PROBLEM: Lines containing the word "RenderFormat" are the ones to copy from the records below.

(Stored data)
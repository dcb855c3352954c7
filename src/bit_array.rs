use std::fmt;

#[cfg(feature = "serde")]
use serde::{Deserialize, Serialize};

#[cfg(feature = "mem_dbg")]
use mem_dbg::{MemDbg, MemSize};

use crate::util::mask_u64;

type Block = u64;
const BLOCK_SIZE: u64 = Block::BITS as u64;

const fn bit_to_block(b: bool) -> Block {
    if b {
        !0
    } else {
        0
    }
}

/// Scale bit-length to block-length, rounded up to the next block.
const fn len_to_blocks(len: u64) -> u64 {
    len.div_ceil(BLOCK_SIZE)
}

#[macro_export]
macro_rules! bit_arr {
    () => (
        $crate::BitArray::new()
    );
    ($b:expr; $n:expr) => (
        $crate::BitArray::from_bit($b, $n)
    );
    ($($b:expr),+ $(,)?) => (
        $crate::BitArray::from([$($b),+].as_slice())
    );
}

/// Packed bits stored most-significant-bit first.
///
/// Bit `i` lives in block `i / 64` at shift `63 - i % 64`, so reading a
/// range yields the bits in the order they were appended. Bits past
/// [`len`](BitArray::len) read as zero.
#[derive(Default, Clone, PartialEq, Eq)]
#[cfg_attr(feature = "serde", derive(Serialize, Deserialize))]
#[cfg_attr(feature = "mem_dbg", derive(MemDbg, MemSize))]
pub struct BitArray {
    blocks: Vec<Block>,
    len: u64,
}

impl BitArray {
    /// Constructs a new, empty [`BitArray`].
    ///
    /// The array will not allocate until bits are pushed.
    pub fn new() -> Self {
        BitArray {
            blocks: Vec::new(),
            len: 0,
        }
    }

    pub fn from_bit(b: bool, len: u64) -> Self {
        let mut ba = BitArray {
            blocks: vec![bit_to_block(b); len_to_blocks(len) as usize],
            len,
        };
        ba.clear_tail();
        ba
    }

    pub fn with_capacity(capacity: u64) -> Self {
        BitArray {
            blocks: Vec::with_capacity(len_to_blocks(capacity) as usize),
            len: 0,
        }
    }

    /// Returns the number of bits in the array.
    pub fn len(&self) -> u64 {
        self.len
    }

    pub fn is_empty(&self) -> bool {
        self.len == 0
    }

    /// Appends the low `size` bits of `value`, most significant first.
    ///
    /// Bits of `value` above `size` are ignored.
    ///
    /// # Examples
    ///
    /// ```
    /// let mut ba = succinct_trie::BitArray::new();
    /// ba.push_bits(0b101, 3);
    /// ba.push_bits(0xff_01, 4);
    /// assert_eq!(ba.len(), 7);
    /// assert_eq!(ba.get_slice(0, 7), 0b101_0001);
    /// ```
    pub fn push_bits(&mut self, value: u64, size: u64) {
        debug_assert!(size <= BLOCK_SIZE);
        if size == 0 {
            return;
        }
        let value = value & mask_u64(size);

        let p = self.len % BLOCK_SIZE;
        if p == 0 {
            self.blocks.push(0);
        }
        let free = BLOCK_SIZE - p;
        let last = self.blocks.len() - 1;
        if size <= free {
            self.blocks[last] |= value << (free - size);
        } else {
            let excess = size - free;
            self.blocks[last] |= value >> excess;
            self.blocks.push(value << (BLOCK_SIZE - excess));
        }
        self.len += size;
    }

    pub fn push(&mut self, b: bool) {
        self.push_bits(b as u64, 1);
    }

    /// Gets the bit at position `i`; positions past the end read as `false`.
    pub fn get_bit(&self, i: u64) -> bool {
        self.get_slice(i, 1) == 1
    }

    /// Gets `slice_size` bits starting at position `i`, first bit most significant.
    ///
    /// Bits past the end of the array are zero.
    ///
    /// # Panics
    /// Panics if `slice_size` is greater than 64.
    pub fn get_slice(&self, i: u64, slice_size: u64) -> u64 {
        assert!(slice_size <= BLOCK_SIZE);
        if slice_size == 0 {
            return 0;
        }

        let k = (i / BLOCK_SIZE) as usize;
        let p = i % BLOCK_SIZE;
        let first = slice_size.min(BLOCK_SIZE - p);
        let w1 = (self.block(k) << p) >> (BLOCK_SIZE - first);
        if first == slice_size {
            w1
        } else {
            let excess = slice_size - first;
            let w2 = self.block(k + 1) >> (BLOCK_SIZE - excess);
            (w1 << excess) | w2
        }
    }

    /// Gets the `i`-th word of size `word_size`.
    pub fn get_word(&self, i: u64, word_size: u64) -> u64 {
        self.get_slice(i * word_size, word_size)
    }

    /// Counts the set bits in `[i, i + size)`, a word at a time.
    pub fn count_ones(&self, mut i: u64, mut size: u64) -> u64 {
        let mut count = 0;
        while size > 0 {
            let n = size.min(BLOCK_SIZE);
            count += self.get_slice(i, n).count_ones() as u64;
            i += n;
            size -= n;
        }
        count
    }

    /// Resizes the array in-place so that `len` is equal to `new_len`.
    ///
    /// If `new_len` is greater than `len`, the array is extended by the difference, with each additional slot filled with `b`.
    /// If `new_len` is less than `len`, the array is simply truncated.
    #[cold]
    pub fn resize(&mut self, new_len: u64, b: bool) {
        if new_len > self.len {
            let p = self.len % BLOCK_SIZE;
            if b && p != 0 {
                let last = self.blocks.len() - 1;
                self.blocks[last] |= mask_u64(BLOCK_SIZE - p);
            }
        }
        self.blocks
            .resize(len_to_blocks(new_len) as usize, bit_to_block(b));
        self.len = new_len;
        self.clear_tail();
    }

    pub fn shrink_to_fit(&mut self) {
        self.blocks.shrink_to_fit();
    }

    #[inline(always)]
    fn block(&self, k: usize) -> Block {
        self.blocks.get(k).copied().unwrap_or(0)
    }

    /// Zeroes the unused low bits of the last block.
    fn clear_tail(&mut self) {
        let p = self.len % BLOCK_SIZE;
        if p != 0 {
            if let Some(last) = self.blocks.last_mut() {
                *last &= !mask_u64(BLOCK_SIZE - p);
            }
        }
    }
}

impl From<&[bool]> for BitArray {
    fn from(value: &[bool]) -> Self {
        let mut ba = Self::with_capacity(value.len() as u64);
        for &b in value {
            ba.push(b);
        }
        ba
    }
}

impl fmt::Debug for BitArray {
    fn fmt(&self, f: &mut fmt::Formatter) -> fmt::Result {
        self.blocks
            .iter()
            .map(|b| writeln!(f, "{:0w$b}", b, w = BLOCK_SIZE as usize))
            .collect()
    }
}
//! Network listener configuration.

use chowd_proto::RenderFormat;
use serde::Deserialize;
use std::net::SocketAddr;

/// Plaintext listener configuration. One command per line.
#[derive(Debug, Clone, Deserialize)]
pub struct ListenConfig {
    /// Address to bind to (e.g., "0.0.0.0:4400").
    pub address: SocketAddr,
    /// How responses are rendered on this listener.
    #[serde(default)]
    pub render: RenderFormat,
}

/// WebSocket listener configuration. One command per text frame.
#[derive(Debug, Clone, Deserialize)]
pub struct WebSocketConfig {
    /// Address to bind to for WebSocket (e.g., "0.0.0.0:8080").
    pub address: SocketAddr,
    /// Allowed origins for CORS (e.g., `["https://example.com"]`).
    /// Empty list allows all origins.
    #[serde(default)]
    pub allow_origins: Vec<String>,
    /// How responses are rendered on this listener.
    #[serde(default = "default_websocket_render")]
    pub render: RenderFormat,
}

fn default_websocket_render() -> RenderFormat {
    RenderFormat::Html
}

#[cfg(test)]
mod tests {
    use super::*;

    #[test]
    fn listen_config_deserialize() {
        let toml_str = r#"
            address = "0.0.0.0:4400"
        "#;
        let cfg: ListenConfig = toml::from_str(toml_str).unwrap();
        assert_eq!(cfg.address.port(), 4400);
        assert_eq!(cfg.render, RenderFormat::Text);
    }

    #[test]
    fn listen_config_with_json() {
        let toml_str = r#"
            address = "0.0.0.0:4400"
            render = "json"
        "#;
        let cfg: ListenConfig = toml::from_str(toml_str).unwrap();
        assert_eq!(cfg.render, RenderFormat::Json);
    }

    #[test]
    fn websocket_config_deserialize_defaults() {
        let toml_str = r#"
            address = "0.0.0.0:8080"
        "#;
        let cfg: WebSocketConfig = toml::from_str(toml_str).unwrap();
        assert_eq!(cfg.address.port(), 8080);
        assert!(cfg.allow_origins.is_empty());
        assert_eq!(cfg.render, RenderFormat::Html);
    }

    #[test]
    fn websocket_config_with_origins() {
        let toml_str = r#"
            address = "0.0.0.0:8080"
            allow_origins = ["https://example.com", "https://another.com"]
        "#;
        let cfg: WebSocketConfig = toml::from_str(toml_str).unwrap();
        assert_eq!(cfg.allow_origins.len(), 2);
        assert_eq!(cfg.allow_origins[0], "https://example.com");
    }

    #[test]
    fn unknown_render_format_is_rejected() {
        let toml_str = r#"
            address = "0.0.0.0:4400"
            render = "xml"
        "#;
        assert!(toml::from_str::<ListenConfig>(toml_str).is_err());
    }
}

ANSWER SPACE:
use chowd_proto::RenderFormat;
    pub render: RenderFormat,
    pub render: RenderFormat,
fn default_websocket_render() -> RenderFormat {
    RenderFormat::Html
        assert_eq!(cfg.render, RenderFormat::Text);
        assert_eq!(cfg.render, RenderFormat::Json);
        assert_eq!(cfg.render, RenderFormat::Html);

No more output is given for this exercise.